» Collected data:
━━━━

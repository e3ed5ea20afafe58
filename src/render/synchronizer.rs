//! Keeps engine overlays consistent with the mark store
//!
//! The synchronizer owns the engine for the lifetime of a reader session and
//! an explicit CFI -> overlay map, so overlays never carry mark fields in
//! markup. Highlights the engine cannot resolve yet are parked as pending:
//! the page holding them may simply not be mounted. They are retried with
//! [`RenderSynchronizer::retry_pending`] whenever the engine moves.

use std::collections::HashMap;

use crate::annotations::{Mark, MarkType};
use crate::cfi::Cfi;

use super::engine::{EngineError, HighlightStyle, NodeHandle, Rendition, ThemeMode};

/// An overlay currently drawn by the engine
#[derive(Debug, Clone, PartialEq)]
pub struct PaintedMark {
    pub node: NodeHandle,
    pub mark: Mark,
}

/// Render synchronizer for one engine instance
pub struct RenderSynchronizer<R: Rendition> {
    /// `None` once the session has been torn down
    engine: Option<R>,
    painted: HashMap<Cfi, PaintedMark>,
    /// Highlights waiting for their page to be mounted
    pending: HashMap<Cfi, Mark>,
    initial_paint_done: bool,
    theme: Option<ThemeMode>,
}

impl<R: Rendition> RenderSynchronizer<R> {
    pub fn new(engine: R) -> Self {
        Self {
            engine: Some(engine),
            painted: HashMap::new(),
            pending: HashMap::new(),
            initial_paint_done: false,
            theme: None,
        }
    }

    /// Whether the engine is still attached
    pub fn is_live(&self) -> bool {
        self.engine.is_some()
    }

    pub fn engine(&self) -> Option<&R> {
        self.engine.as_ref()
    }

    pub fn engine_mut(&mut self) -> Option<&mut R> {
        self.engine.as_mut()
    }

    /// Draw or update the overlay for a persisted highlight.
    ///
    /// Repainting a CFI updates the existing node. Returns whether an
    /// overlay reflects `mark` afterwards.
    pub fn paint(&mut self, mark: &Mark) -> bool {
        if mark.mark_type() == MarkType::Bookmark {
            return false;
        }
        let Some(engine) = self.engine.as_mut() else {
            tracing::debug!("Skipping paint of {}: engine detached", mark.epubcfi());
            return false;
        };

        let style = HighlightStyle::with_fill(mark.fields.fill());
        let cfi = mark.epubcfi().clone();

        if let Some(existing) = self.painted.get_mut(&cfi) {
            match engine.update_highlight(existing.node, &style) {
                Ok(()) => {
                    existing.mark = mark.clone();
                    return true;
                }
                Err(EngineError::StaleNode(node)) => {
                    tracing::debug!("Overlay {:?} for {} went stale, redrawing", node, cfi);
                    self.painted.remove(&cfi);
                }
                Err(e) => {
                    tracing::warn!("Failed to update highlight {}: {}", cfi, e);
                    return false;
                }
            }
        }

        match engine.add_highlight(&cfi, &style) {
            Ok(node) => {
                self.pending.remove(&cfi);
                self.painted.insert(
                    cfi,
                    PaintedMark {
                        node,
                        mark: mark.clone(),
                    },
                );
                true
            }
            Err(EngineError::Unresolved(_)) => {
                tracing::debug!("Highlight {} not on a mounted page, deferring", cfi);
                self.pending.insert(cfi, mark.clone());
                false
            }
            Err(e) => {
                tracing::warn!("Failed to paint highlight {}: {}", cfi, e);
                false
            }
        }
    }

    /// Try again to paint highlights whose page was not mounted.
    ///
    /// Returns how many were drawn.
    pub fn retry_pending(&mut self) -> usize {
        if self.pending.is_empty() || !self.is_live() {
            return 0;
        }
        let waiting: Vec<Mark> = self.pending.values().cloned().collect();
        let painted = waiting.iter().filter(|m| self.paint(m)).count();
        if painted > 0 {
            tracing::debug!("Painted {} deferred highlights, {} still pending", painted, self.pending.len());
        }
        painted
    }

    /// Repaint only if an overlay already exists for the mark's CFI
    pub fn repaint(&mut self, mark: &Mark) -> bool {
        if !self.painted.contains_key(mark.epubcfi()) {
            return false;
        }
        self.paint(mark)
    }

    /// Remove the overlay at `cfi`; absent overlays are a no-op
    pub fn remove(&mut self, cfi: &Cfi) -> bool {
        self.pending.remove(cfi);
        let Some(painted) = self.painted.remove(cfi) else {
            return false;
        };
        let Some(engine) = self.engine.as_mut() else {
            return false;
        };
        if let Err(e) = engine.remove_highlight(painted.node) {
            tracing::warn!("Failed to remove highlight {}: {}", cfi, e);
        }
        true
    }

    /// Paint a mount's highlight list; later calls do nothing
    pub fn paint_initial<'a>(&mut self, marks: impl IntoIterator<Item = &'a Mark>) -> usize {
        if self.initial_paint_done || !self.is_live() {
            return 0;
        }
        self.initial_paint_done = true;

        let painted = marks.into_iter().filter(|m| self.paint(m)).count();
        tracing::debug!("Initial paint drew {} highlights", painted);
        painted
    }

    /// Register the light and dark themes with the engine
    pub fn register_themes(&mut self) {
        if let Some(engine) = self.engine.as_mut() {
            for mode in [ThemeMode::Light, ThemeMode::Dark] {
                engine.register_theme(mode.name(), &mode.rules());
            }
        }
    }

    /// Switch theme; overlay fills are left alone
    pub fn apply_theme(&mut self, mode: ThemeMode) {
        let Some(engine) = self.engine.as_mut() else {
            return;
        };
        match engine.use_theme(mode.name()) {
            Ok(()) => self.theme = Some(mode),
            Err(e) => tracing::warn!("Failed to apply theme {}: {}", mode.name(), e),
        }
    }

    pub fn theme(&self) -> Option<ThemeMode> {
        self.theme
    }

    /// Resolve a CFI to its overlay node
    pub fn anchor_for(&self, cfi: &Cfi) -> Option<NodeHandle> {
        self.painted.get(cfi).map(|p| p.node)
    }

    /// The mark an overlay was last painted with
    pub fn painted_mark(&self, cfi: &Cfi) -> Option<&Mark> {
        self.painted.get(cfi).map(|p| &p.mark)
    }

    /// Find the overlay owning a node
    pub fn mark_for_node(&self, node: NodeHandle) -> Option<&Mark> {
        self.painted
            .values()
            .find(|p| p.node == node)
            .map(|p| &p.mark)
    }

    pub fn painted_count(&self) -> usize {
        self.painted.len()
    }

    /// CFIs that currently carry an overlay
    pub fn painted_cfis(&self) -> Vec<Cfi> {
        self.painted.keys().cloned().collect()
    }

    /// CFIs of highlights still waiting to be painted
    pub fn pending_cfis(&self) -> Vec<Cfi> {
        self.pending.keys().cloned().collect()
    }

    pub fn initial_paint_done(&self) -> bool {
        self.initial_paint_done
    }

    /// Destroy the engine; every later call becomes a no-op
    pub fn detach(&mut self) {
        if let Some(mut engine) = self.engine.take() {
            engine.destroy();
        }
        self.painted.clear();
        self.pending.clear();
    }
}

━━━━

For the data above, give the number of lines in which the word "HighlightStyle" appears, and nothing more.

2